GIGABYTE Control Center Vulnerable to Arbitrary File Write Flaw
GIGABYTE Control Center Vulnerability 🚨
The GIGABYTE Control Center is vulnerable to an arbitrary file-write flaw that could allow a remote, unauthenticated attacker to access files on vulnerable hosts. The hardware maker warns that successful exploitation could potentially lead to code execution, privilege escalation, and a denial-of-service condition.
The GIGABYTE Control Center (GCC) is an all-in-one Windows utility that comes pre-installed on all the company’s laptops and motherboards. It allows users to manage and configure their hardware, supporting features like hardware monitoring, fan control, performance tuning, RGB lighting control, driver and firmware updates, and device management.
A notable feature in the Control Center is “pairing,” which enables communication with other devices or services over the network. Systems with the ‘pairing’ option enabled on Control Center versions 25.07.21.01 and earlier are particularly exposed to attacks. When the pairing feature is enabled, unauthenticated remote attackers can write arbitrary files to any location on the underlying operating system, leading to arbitrary code execution or privilege escalation, as warned by Taiwan’s CERT.
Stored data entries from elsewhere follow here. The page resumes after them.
//! Signing key generations and the bounded ring that retains them.
//!
//! A [`KeyGeneration`] is immutable once created. Rotation does not mutate
//! the current key in place: it swaps in a new `Arc<KeyGeneration>` and
//! retires the old one, so a reader holding the previous `Arc` keeps a
//! consistent snapshot.

use std::{collections::VecDeque, fmt, sync::Arc};

use chrono::{DateTime, Utc};
use jsonwebtoken::{DecodingKey, EncodingKey};
use zeroize::Zeroizing;

use crate::{env::Environment, error::CredentialError};

/// Size of generated key material in bytes (512 bits).
pub const KEY_SIZE: usize = 64;

/// Secret key bytes, zeroed on drop.
pub struct KeyMaterial(Zeroizing<[u8; KEY_SIZE]>);

impl KeyMaterial {
    /// Draw fresh key material from the environment RNG.
    ///
    /// # Errors
    ///
    /// - `CredentialError::WeakKeyMaterial` if the RNG returned all zeroes
    pub fn generate<E: Environment>(env: &E) -> Result<Self, CredentialError> {
        let mut bytes = Zeroizing::new([0u8; KEY_SIZE]);
        env.random_bytes(bytes.as_mut_slice());
        Self::checked(bytes)
    }

    /// Wrap caller-provided key bytes.
    ///
    /// # Errors
    ///
    /// - `CredentialError::WeakKeyMaterial` if `bytes` is all zeroes
    pub fn from_bytes(bytes: [u8; KEY_SIZE]) -> Result<Self, CredentialError> {
        Self::checked(Zeroizing::new(bytes))
    }

    fn checked(bytes: Zeroizing<[u8; KEY_SIZE]>) -> Result<Self, CredentialError> {
        if bytes.iter().all(|&b| b == 0) {
            return Err(CredentialError::WeakKeyMaterial);
        }
        Ok(Self(bytes))
    }

    pub(crate) fn expose(&self) -> &[u8] {
        self.0.as_slice()
    }
}

impl fmt::Debug for KeyMaterial {
    fn fmt(&self, f: &mut fmt::Formatter<'_>) -> fmt::Result {
        f.write_str("KeyMaterial(<redacted>)")
    }
}

/// One signing key plus the time it became current.
pub struct KeyGeneration {
    id: u64,
    material: KeyMaterial,
    created_at: DateTime<Utc>,
    encoding: EncodingKey,
    decoding: DecodingKey,
}

impl KeyGeneration {
    /// Build a generation from key material.
    pub fn new(id: u64, material: KeyMaterial, created_at: DateTime<Utc>) -> Self {
        let encoding = EncodingKey::from_secret(material.expose());
        let decoding = DecodingKey::from_secret(material.expose());
        Self { id, material, created_at, encoding, decoding }
    }

    /// Monotonic generation number (the first key is generation 1).
    pub fn id(&self) -> u64 {
        self.id
    }

    /// When this generation became current.
    pub fn created_at(&self) -> DateTime<Utc> {
        self.created_at
    }

    pub(crate) fn material(&self) -> &[u8] {
        self.material.expose()
    }

    pub(crate) fn encoding_key(&self) -> &EncodingKey {
        &self.encoding
    }

    pub(crate) fn decoding_key(&self) -> &DecodingKey {
        &self.decoding
    }
}

impl fmt::Debug for KeyGeneration {
    fn fmt(&self, f: &mut fmt::Formatter<'_>) -> fmt::Result {
        f.debug_struct("KeyGeneration")
            .field("id", &self.id)
            .field("created_at", &self.created_at)
            .finish_non_exhaustive()
    }
}

/// Current signing key plus a bounded set of retired keys.
///
/// # Invariants
///
/// - Exactly one generation is current.
/// - At most `max_previous` retired generations are kept, newest first.
/// - [`KeyRing::candidates`] always yields the current key first.
#[derive(Debug)]
pub struct KeyRing {
    current: Arc<KeyGeneration>,
    previous: VecDeque<Arc<KeyGeneration>>,
    max_previous: usize,
}

impl KeyRing {
    /// Create a ring whose first generation is `material`.
    pub fn new(material: KeyMaterial, created_at: DateTime<Utc>, max_previous: usize) -> Self {
        Self {
            current: Arc::new(KeyGeneration::new(1, material, created_at)),
            previous: VecDeque::with_capacity(max_previous + 1),
            max_previous,
        }
    }

    /// Snapshot of the current generation.
    pub fn current(&self) -> Arc<KeyGeneration> {
        Arc::clone(&self.current)
    }

    /// Number of retired generations still accepted for verification.
    pub fn previous_count(&self) -> usize {
        self.previous.len()
    }

    /// Current plus retired generations.
    pub fn total_keys(&self) -> usize {
        1 + self.previous.len()
    }

    /// Make `material` current and retire the old key.
    ///
    /// Drops the oldest retired generation once more than `max_previous`
    /// are held. Returns the new current generation.
    pub fn rotate(&mut self, material: KeyMaterial, now: DateTime<Utc>) -> Arc<KeyGeneration> {
        let next = Arc::new(KeyGeneration::new(self.current.id + 1, material, now));
        let retired = std::mem::replace(&mut self.current, Arc::clone(&next));

        self.previous.push_front(retired);
        self.previous.truncate(self.max_previous);

        next
    }

    /// Generation number of the oldest key still accepted.
    pub fn oldest_generation(&self) -> u64 {
        self.previous.back().map_or(self.current.id, |k| k.id)
    }

    /// Keys to try when verifying, current first.
    pub fn candidates(&self) -> Vec<Arc<KeyGeneration>> {
        std::iter::once(Arc::clone(&self.current))
            .chain(self.previous.iter().cloned())
            .collect()
    }
}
This issue, tracked as CVE-2026-4415, was discovered by SilentGrid security researcher David Sprüngli. Based on the CVSS v4.0 scoring system, it has a critical severity rating of 9.2 out of 10.
Recommended Actions 🔧
Users are strongly advised to upgrade to the latest version of Control Center, currently 25.12.10.01, which includes fixes for download path management, message processing, and command encryption to effectively mitigate the vulnerability.
Customers are urged to upgrade to the latest GCC version immediately! To minimize the risk of receiving trojanized installers, users of GIGABYTE products should download the latest GCC version from the vendor’s official software portal.